From the records below, output exactly the lines running from the line containing "let op = Self" through the line containing "the operation; the", and no others.

(Records for this exercise)

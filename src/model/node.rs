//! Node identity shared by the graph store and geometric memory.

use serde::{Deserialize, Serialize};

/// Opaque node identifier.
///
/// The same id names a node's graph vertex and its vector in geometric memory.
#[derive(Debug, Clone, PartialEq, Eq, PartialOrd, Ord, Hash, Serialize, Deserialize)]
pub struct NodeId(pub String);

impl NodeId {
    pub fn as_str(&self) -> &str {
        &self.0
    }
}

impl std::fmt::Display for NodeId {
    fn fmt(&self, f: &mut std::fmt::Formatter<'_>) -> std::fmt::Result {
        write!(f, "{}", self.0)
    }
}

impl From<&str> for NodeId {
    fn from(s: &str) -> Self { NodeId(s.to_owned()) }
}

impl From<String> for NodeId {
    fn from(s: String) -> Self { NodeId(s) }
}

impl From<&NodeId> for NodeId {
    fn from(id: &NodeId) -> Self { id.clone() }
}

(End Records for this exercise)
(Records for this exercise)

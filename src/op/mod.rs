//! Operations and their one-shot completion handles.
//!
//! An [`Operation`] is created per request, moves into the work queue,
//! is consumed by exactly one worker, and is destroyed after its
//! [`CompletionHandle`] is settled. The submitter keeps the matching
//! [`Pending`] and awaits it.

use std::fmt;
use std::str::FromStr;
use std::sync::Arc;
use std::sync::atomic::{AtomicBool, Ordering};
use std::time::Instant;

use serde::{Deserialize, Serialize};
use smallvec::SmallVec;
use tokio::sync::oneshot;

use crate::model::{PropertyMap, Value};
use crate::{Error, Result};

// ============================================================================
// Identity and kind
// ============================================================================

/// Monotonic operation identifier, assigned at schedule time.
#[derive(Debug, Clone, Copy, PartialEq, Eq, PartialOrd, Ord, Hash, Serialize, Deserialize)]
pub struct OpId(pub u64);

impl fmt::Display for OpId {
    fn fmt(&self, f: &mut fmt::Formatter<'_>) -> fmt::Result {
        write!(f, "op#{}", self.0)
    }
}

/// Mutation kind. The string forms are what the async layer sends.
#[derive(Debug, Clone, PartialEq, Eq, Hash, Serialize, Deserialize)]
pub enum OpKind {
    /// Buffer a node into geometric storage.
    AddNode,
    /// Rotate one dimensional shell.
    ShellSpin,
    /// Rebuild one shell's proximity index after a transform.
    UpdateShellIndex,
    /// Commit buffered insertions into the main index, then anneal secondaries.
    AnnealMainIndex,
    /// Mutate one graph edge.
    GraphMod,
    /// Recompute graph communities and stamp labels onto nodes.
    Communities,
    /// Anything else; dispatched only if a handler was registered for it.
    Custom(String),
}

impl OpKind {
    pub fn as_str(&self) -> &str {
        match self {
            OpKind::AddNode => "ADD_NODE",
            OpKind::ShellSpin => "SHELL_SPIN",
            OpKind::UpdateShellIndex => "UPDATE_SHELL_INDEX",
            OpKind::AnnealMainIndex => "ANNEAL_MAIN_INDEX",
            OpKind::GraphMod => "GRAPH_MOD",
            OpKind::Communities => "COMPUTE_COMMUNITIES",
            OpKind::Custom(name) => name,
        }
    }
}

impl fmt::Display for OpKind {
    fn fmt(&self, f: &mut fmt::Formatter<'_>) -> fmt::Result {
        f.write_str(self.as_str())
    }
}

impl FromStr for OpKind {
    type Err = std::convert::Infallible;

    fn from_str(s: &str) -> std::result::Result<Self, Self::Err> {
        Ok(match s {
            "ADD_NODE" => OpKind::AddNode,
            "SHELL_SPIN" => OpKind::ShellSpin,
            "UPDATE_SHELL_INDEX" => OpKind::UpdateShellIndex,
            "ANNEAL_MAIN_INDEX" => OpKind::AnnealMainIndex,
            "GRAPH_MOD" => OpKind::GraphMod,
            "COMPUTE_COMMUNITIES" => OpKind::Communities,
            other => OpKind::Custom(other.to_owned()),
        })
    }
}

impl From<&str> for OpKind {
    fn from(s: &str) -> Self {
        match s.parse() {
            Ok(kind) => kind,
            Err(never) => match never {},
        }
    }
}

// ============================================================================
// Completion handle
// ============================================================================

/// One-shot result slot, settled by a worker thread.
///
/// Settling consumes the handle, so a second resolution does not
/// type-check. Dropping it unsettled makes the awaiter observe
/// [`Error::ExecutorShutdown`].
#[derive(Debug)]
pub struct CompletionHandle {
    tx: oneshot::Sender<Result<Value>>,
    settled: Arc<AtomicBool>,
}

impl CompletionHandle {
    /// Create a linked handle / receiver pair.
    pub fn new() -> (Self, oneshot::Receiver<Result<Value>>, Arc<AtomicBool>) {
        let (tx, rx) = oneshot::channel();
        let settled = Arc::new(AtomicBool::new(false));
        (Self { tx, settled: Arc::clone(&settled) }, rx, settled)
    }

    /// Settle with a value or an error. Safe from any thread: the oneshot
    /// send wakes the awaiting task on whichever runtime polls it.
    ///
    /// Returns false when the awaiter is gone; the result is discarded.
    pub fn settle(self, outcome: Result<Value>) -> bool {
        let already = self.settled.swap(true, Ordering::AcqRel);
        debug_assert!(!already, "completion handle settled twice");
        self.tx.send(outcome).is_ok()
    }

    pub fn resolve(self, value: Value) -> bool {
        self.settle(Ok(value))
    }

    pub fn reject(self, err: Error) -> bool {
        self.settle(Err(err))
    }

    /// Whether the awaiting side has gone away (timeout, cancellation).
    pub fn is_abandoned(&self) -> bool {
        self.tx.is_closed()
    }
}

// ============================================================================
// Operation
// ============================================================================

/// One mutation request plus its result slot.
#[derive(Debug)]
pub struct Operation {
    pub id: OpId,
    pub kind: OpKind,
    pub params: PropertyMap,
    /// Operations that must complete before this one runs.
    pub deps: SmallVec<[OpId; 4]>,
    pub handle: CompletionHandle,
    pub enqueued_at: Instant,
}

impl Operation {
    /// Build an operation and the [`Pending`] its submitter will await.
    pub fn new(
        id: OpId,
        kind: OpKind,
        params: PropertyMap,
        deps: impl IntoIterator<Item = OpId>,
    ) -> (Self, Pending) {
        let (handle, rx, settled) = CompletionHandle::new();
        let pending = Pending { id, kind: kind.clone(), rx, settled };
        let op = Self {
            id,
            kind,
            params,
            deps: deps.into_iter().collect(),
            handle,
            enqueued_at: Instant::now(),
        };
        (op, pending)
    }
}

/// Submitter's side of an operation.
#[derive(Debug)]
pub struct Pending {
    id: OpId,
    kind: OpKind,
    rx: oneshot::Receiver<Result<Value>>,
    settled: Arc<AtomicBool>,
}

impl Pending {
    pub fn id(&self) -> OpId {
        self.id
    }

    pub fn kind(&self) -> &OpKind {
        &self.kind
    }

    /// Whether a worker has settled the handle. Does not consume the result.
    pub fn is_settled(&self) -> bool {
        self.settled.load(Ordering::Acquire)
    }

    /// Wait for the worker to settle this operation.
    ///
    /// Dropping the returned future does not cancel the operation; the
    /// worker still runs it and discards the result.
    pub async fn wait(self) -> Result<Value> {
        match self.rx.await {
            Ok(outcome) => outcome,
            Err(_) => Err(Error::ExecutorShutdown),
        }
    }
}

(End Records for this exercise)
(Records for this exercise)

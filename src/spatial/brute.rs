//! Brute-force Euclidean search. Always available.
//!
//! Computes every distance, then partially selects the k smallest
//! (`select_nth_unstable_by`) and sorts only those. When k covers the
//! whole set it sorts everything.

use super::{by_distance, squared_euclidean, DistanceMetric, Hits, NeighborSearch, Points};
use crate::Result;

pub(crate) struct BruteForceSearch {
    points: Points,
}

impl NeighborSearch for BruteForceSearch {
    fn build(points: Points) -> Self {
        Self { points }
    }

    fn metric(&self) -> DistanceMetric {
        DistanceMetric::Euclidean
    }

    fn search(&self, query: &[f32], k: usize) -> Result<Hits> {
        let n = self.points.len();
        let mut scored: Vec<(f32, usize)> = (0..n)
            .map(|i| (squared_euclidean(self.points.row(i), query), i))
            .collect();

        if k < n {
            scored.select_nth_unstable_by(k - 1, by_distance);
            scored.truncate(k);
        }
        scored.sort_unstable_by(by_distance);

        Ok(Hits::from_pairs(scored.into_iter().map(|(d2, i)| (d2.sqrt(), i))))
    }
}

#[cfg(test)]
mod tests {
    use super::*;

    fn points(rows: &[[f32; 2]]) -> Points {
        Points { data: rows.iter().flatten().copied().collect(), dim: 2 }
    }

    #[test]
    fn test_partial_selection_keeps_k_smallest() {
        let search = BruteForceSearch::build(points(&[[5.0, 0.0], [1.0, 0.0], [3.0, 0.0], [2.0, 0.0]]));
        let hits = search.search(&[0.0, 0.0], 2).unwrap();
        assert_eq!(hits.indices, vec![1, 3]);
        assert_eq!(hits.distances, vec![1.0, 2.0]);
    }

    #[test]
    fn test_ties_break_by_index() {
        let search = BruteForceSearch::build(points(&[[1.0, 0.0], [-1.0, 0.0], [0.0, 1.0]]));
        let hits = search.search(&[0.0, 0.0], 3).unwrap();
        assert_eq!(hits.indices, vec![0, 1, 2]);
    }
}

(End Records for this exercise)

Task response:
        let op = Self {
            id,
            kind,
            params,
            deps: deps.into_iter().collect(),
            handle,
            enqueued_at: Instant::now(),
        };
        (op, pending)
    }
}

/// Submitter's side of an operation.
#[derive(Debug)]
pub struct Pending {
    id: OpId,
    kind: OpKind,
    rx: oneshot::Receiver<Result<Value>>,
    settled: Arc<AtomicBool>,
}

impl Pending {
    pub fn id(&self) -> OpId {
        self.id
    }

    pub fn kind(&self) -> &OpKind {
        &self.kind
    }

    /// Whether a worker has settled the handle. Does not consume the result.
    pub fn is_settled(&self) -> bool {
        self.settled.load(Ordering::Acquire)
    }

    /// Wait for the worker to settle this operation.
    ///
    /// Dropping the returned future does not cancel the operation; the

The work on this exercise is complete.